Quatre ans. Après son album éponyme, Interpol méritait bien une pause. Un quatrième opus qui portait toutes les stigmates du split, jusqu’à sa pochette au logo éclaté. Une sortie décevante car mollassonne et trop portée sur l’expérimentation pour de mauvaises raisons. Dans l’intervalle, les élucubrations solos de Paul Banks (Banks, Julian Plenti et DJ Fancypants) ont su gagner en qualité et libéraient peut-être le groupe d’envies lourdes à intégrer. Le départ pétaradant de Carlos D, bassiste extrêmement respecté par le public et la critique, a compliqué la tâche et le frontman s’est même mis à la basse.
En promo, le trio n’arrête pas de préciser qu’il a du se resserrer pour mieux créer. Daniel Kessler a toujours ses riffs caractéristiques dans la manche de son 3 pièces, Sam Fogarino fracasse sa batterie comme jamais et l’ami Paulo n’est pas le dernier à briller derrière son micro. Au-delà du discours formaté, El Pintor est bien l’œuvre de 3 mecs qui savent exactement où ils veulent aller.

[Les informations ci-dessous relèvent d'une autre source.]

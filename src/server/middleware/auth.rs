use entity::sea_orm_active_enums::UserRole;
use sea_orm::DatabaseConnection;
use tower_sessions::Session;

use crate::server::{
    data::user::UserRepository,
    error::{auth::AuthError, AppError},
    middleware::session::AuthSession,
    model::user::User,
};

/// Role a request handler may require.
#[derive(Debug, Clone, Copy, PartialEq, Eq)]
pub enum Permission {
    Admin,
    Chef,
    Farmer,
    Partner,
}

impl Permission {
    fn granted_to(self, role: UserRole) -> bool {
        matches!(
            (self, role),
            (_, UserRole::Admin)
                | (Permission::Chef, UserRole::Chef)
                | (Permission::Farmer, UserRole::Farmer)
                | (Permission::Partner, UserRole::Partner)
        )
    }
}

pub struct AuthGuard<'a> {
    db: &'a DatabaseConnection,
    session: &'a Session,
}

impl<'a> AuthGuard<'a> {
    pub fn new(db: &'a DatabaseConnection, session: &'a Session) -> Self {
        Self { db, session }
    }

    /// Resolves the session user and checks their role.
    ///
    /// The user passes when their role matches any of the listed permissions. Admins
    /// pass every check. An empty list only requires an authenticated user.
    ///
    /// # Returns
    /// - `Ok(User)` - Authenticated user with a permitted role
    /// - `Err(AuthError::UserNotInSession)` - No user ID in the session
    /// - `Err(AuthError::UserNotInDatabase)` - Session user was deleted
    /// - `Err(AuthError::AccessDenied)` - Role not permitted
    pub async fn require(&self, permissions: &[Permission]) -> Result<User, AppError> {
        let user_repo = UserRepository::new(self.db);

        let Some(user_id) = AuthSession::new(self.session).get_user_id().await? else {
            return Err(AuthError::UserNotInSession.into());
        };

        let Some(user) = user_repo.find_by_id(user_id).await? else {
            return Err(AuthError::UserNotInDatabase(user_id).into());
        };

        if !permissions.is_empty() && !permissions.iter().any(|p| p.granted_to(user.role)) {
            return Err(AuthError::AccessDenied(
                user_id,
                format!("role {:?} lacks any of {:?}", user.role, permissions),
            )
            .into());
        }

        Ok(user)
    }
}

C’est une habitude, du moins dans ses bons moments , Interpol a su maintenir la pression. A force de morceaux bien construits, tendus comme des chibres gorgés de sang, El Pintor dresse sa toile au fil de sa tracklist sans dégorger son fiel. Seulement sur la fin, il délaisse quelques titres plus mous tels le finish "Twice as Hard". Le groupe aime à garder sa sortie pesante. Avec les premières sorties en single ou en clip, on savait que les nouvelles compos s'aventureraient sur des terrains connus certes mais efficaces et inspirés.
Il ne fait pas de doute et tous s'y accordent : on tient l'album le plus cohérent et réussi depuis Antics en 2004. A l'instar de leur prestation live à l’Alhambra fin juin, Interpol n'a jamais paru aussi sûr, puissant et cohérent. C'est sûrement ce dernier point qui est le plus important. El Pintor se déroule avec une assurance folle. Celle d'un trio qui semble reparti, malgré la perte médiatique d'un bassiste apprécié, vers des cieux qui semblaient bien loin à la sortie d'Interpol il y a 4 ans. Le revers de la médaille se traduit dans un album peut être trop immédiat. Certaines pistes s'arrêtent d'ailleurs presque sans raison et méritaient un couplet ou quelques minutes de plus. Autant de cohérence et d’énergie amène ce type de conséquence. "Ancient Ways" est tellement concise qu’on l’aurait bien vu durer, tout comme "My Blue Supreme" dans une moindre mesure.
En termes de composition et d'intensité, on retrouve là le groupe que nous étions si nombreux à apprécier. Pour sa mélancolie, sa parenté évidente avec la froideur des eighties et cette voix qui nous emporte... Pour quelques années supplémentaires au vu de ce disque qui ne souffre d’aucun temps mort mais qui pourra paraître trop monolithique à certains.